Treasury Management: Dusting Off the Share Buyback How-To Book

August 18, 2010

Time for a refresher on buyback best practices.

It was only a matter of time. Corporates that have been allowing cash to pile up on the balance sheet—while seeing cheap debt financing available to them in capital markets if the need to stockpile more to, say, make an acquisition arises—are now not just thinking about but announcing share repurchase plans or the resumption of repurchases put on hold.

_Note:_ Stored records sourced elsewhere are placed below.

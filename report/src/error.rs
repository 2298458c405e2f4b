//! FILENAME: report/src/error.rs

use persistence::PersistenceError;
use thiserror::Error;

/// A query mapping rejected before it reaches a data source.
#[derive(Error, Debug, Clone, PartialEq, Eq)]
pub enum QueryError {
    #[error("query does not match 'SELECT * FROM ANY_REPORT.<TABLE>[ WHERE <COL> = ?[ AND <COL> = ?]*]': {0}")]
    Malformed(String),

    #[error("query has {placeholders} placeholders but {bound} parameters were bound")]
    ParameterCount { placeholders: usize, bound: usize },

    #[error("mapping has {fields} fields but a worksheet holds at most {limit} columns")]
    TooManyFields { fields: usize, limit: usize },
}

#[derive(Error, Debug, Clone, PartialEq)]
pub enum ConfigError {
    #[error("{field} must be greater than zero (got {value})")]
    NotPositive { field: &'static str, value: String },

    #[error("invalid configuration: {0}")]
    Parse(String),

    #[error("invalid streaming setup: {0}")]
    Streaming(String),
}

impl From<serde_json::Error> for ConfigError {
    fn from(err: serde_json::Error) -> Self {
        ConfigError::Parse(err.to_string())
    }
}

#[derive(Error, Debug)]
pub enum DataSourceError {
    #[error("unknown table '{0}'")]
    UnknownTable(String),

    #[error("data source failed: {0}")]
    Backend(String),
}

#[derive(Error, Debug)]
pub enum TemplateError {
    #[error("template '{0}' not found")]
    NotFound(String),

    #[error("template '{id}' could not be downloaded: {source}")]
    Download {
        id: String,
        #[source]
        source: std::io::Error,
    },

    /// The repository's store was poisoned by a panicking writer.
    #[error("template store unavailable while accessing '{0}'")]
    StoreUnavailable(String),
}

/// Everything that can abort one generation.
#[derive(Error, Debug)]
pub enum ReportError {
    #[error(transparent)]
    Query(#[from] QueryError),

    #[error(transparent)]
    Config(#[from] ConfigError),

    #[error(transparent)]
    DataSource(#[from] DataSourceError),

    #[error(transparent)]
    Template(#[from] TemplateError),

    #[error("document error: {0}")]
    Persistence(#[from] PersistenceError),

    #[error("style error: {0}")]
    Style(#[from] engine::StyleError),
}
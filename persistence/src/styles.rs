//! FILENAME: persistence/src/styles.rs
//! PURPOSE: Edits to the package style sheet (`xl/styles.xml`).
//! CONTEXT: Only number formats and cell formats (`cellXfs`) are modelled.
//! Everything else in the part (fonts, fills, borders, dxfs, extensions) is
//! copied through untouched.

use crate::xml::{
    attributes, escape_attr, find_element, get_attribute, insertion_point, local_name, open_tag,
    set_attribute, write_declaration, Span,
};
use crate::PersistenceError;
use quick_xml::events::Event;
use quick_xml::Reader;
use std::io::{self, Write};

/// First id available to custom number formats.
pub const FIRST_CUSTOM_NUM_FMT: u32 = 164;

const BUILTIN_NUM_FMTS: &[(u32, &str)] = &[
    (0, "General"),
    (1, "0"),
    (2, "0.00"),
    (3, "#,##0"),
    (4, "#,##0.00"),
    (9, "0%"),
    (10, "0.00%"),
    (11, "0.00E+00"),
    (12, "# ?/?"),
    (13, "# ??/??"),
    (14, "mm-dd-yy"),
    (15, "d-mmm-yy"),
    (16, "d-mmm"),
    (17, "mmm-yy"),
    (18, "h:mm AM/PM"),
    (19, "h:mm:ss AM/PM"),
    (20, "h:mm"),
    (21, "h:mm:ss"),
    (22, "m/d/yy h:mm"),
    (45, "mm:ss"),
    (46, "[h]:mm:ss"),
    (47, "mmss.0"),
    (48, "##0.0E+0"),
    (49, "@"),
];

const MINIMAL_STYLESHEET: &str = concat!(
    "<styleSheet xmlns=\"http://schemas.openxmlformats.org/spreadsheetml/2006/main\">",
    "<fonts count=\"1\"><font><sz val=\"11\"/><name val=\"Calibri\"/><family val=\"2\"/></font></fonts>",
    "<fills count=\"2\"><fill><patternFill patternType=\"none\"/></fill><fill><patternFill patternType=\"gray125\"/></fill></fills>",
    "<borders count=\"1\"><border><left/><right/><top/><bottom/><diagonal/></border></borders>",
    "<cellStyleXfs count=\"1\"><xf numFmtId=\"0\" fontId=\"0\" fillId=\"0\" borderId=\"0\"/></cellStyleXfs>",
    "<cellXfs count=\"1\"><xf numFmtId=\"0\" fontId=\"0\" fillId=\"0\" borderId=\"0\" xfId=\"0\"/></cellXfs>",
    "<cellStyles count=\"1\"><cellStyle name=\"Normal\" xfId=\"0\" builtinId=\"0\"/></cellStyles>",
    "</styleSheet>"
);

/// One `<xf>` of `cellXfs`: its attributes plus any child markup
/// (`<alignment>`, `<protection>`) kept as raw text.
#[derive(Debug, Clone, PartialEq)]
struct CellFormat {
    attrs: Vec<(String, String)>,
    inner: String,
}

impl CellFormat {
    fn write(&self, out: &mut String) {
        out.push_str(&open_tag("xf", &self.attrs));
        if self.inner.is_empty() {
            out.push_str("/>");
        } else {
            out.push('>');
            out.push_str(&self.inner);
            out.push_str("</xf>");
        }
    }
}

#[derive(Debug, Clone)]
pub struct StyleSheet {
    raw: String,
    num_fmts: Vec<(u32, String)>,
    cell_xfs: Vec<CellFormat>,
    num_fmts_span: Option<Span>,
    cell_xfs_span: Option<Span>,
    modified: bool,
}

impl Default for StyleSheet {
    fn default() -> Self {
        StyleSheet::parse(MINIMAL_STYLESHEET).unwrap_or(StyleSheet {
            raw: MINIMAL_STYLESHEET.to_string(),
            num_fmts: Vec::new(),
            cell_xfs: Vec::new(),
            num_fmts_span: None,
            cell_xfs_span: None,
            modified: true,
        })
    }
}

impl StyleSheet {
    pub(crate) fn parse(xml: &str) -> Result<Self, PersistenceError> {
        let mut sheet = StyleSheet {
            raw: xml.to_string(),
            num_fmts: Vec::new(),
            cell_xfs: Vec::new(),
            num_fmts_span: None,
            cell_xfs_span: None,
            modified: false,
        };

        if let Some((span, _, _)) = find_element(xml, "numFmts")? {
            sheet.num_fmts_span = Some(span);
            let mut reader = Reader::from_str(&xml[span.start..span.end]);
            loop {
                match reader.read_event()? {
                    Event::Start(e) | Event::Empty(e) if local_name(&e) == "numFmt" => {
                        let attrs = attributes(&e)?;
                        let id = get_attribute(&attrs, "numFmtId").and_then(|v| v.parse().ok());
                        let code = get_attribute(&attrs, "formatCode");
                        if let (Some(id), Some(code)) = (id, code) {
                            sheet.num_fmts.push((id, code.to_string()));
                        }
                    }
                    Event::Eof => break,
                    _ => {}
                }
            }
        }

        if let Some((span, _, is_empty)) = find_element(xml, "cellXfs")? {
            sheet.cell_xfs_span = Some(span);
            if !is_empty {
                sheet.cell_xfs = parse_cell_xfs(&xml[span.start..span.end])?;
            }
        }
        Ok(sheet)
    }

    /// Number of cell formats; valid style ids are `0..len`.
    pub fn cell_format_count(&self) -> usize {
        self.cell_xfs.len()
    }

    /// Number format id used by a cell format.
    pub fn num_fmt_of(&self, xf: u32) -> Option<u32> {
        self.cell_xfs
            .get(xf as usize)
            .and_then(|f| get_attribute(&f.attrs, "numFmtId"))
            .and_then(|v| v.parse().ok())
    }

    /// Format code for a number format id, built-in or custom.
    pub fn num_fmt_code(&self, id: u32) -> Option<&str> {
        self.num_fmts
            .iter()
            .find(|(i, _)| *i == id)
            .map(|(_, c)| c.as_str())
            .or_else(|| {
                BUILTIN_NUM_FMTS
                    .iter()
                    .find(|(i, _)| *i == id)
                    .map(|(_, c)| *c)
            })
    }

    /// Id for a format code: built-in, already declared, or newly added.
    pub fn number_format_id(&mut self, code: &str) -> u32 {
        if let Some((id, _)) = BUILTIN_NUM_FMTS.iter().find(|(_, c)| *c == code) {
            return *id;
        }
        if let Some((id, _)) = self.num_fmts.iter().find(|(_, c)| c == code) {
            return *id;
        }
        let id = self
            .num_fmts
            .iter()
            .map(|(id, _)| *id + 1)
            .max()
            .unwrap_or(FIRST_CUSTOM_NUM_FMT)
            .max(FIRST_CUSTOM_NUM_FMT);
        self.num_fmts.push((id, code.to_string()));
        self.modified = true;
        id
    }

    /// A cell format equal to `base` (or the default format) but with
    /// `num_fmt_id`. Identical formats are shared.
    pub fn derive_cell_format(&mut self, base: Option<u32>, num_fmt_id: u32) -> u32 {
        let mut derived = base
            .and_then(|b| self.cell_xfs.get(b as usize))
            .or_else(|| self.cell_xfs.first())
            .cloned()
            .unwrap_or(CellFormat {
                attrs: vec![
                    ("numFmtId".to_string(), "0".to_string()),
                    ("fontId".to_string(), "0".to_string()),
                    ("fillId".to_string(), "0".to_string()),
                    ("borderId".to_string(), "0".to_string()),
                    ("xfId".to_string(), "0".to_string()),
                ],
                inner: String::new(),
            });
        set_attribute(&mut derived.attrs, "numFmtId", num_fmt_id.to_string());
        set_attribute(&mut derived.attrs, "applyNumberFormat", "1");

        if let Some(existing) = self.cell_xfs.iter().position(|f| *f == derived) {
            return existing as u32;
        }
        self.cell_xfs.push(derived);
        self.modified = true;
        (self.cell_xfs.len() - 1) as u32
    }

    pub(crate) fn write<W: Write + ?Sized>(&self, out: &mut W) -> Result<(), PersistenceError> {
        if !self.modified {
            out.write_all(self.raw.as_bytes())?;
            return Ok(());
        }
        let xml = self.rewrite()?;
        if !xml.starts_with("<?xml") {
            write_declaration(out)?;
        }
        out.write_all(xml.as_bytes())?;
        Ok(())
    }

    fn rewrite(&self) -> Result<String, PersistenceError> {
        let mut edits: Vec<(usize, usize, String)> = Vec::new();

        if !self.num_fmts.is_empty() {
            let mut block = format!("<numFmts count=\"{}\">", self.num_fmts.len());
            for (id, code) in &self.num_fmts {
                block.push_str(&format!(
                    "<numFmt numFmtId=\"{}\" formatCode=\"{}\"/>",
                    id,
                    escape_attr(code)
                ));
            }
            block.push_str("</numFmts>");
            let (start, end) = match self.num_fmts_span {
                Some(span) => (span.start, span.end),
                None => {
                    let at = insertion_point(
                        &self.raw,
                        &["fonts", "fills", "borders", "cellStyleXfs", "cellXfs", "cellStyles"],
                        "styleSheet",
                    )?
                    .ok_or_else(|| PersistenceError::InvalidFormat("styles part has no root".into()))?;
                    (at, at)
                }
            };
            edits.push((start, end, block));
        }

        let mut block = format!("<cellXfs count=\"{}\">", self.cell_xfs.len());
        for xf in &self.cell_xfs {
            xf.write(&mut block);
        }
        block.push_str("</cellXfs>");
        let (start, end) = match self.cell_xfs_span {
            Some(span) => (span.start, span.end),
            None => {
                let at = insertion_point(
                    &self.raw,
                    &["cellStyles", "dxfs", "tableStyles", "colors", "extLst"],
                    "styleSheet",
                )?
                .ok_or_else(|| PersistenceError::InvalidFormat("styles part has no root".into()))?;
                (at, at)
            }
        };
        edits.push((start, end, block));

        edits.sort_by(|a, b| b.0.cmp(&a.0));
        let mut xml = self.raw.clone();
        for (start, end, text) in edits {
            xml.replace_range(start..end, &text);
        }
        Ok(xml)
    }
}

fn parse_cell_xfs(fragment: &str) -> Result<Vec<CellFormat>, PersistenceError> {
    let mut formats = Vec::new();
    let mut reader = Reader::from_str(fragment);
    let mut depth = 0usize;
    let mut open: Option<(Vec<(String, String)>, usize)> = None;
    loop {
        let before = reader.buffer_position();
        match reader.read_event()? {
            Event::Start(e) => {
                if depth == 1 && local_name(&e) == "xf" {
                    open = Some((attributes(&e)?, reader.buffer_position()));
                }
                depth += 1;
            }
            Event::Empty(e) if depth == 1 && local_name(&e) == "xf" => {
                formats.push(CellFormat {
                    attrs: attributes(&e)?,
                    inner: String::new(),
                });
            }
            Event::End(_) => {
                depth = depth.saturating_sub(1);
                if depth == 1 {
                    if let Some((attrs, start)) = open.take() {
                        formats.push(CellFormat {
                            attrs,
                            inner: fragment[start..before].to_string(),
                        });
                    }
                }
            }
            Event::Eof => break,
            _ => {}
        }
    }
    Ok(formats)
}
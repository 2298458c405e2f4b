//! FILENAME: parser/src/lib.rs
//! PURPOSE: Library root for the formula parser.
//! CONTEXT: This module exposes the lexer, parser, and AST components
//! needed to convert the formula text stored in template cells into
//! evaluatable expression trees.
//!
//! PIPELINE: Formula String --> Lexer --> Tokens --> Parser --> AST --> Evaluator

pub mod ast;
pub mod lexer;
pub mod parser;
pub mod token;

#[cfg(test)]
mod tests;

pub use ast::{BinaryOperator, Expression, UnaryOperator, Value};
pub use lexer::Lexer;
pub use parser::{parse, ParseError, ParseResult, Parser};
pub use token::Token;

Judging from recent discussion among NeuGroup treasurers, thinking about share buybacks again also is an opportunity to review the buyback execution playbook. As treasurers return to repurchase treadmills there is no sense falling back into old routines without examining their form, purge bad habits and restart programs with fresh perspective on best practice (and compliance).

Questions to be asking
Among the questions treasurers could be asking about their repurchase practices is how frequently they should issue repurchase orders to their broker(s); the best execution alternatives (e.g., at market fixed allocation to price points on a grid, seeking to hit a target with variable dollars), whether a bank program employing some variation on volume average weighted price (VWAP) should be considered; or if employing derivatives, post-Dodd-Frank is a good idea?

Far short of best practice, treasurers also want to be sure that being away from the exercise they don’t fall afoul of rule 10b-5-1 as they resume their programs and get hit with an embarrassing insider trading charge made more likely by the heightened scrutiny around corporate governance that is also part of today’s reality.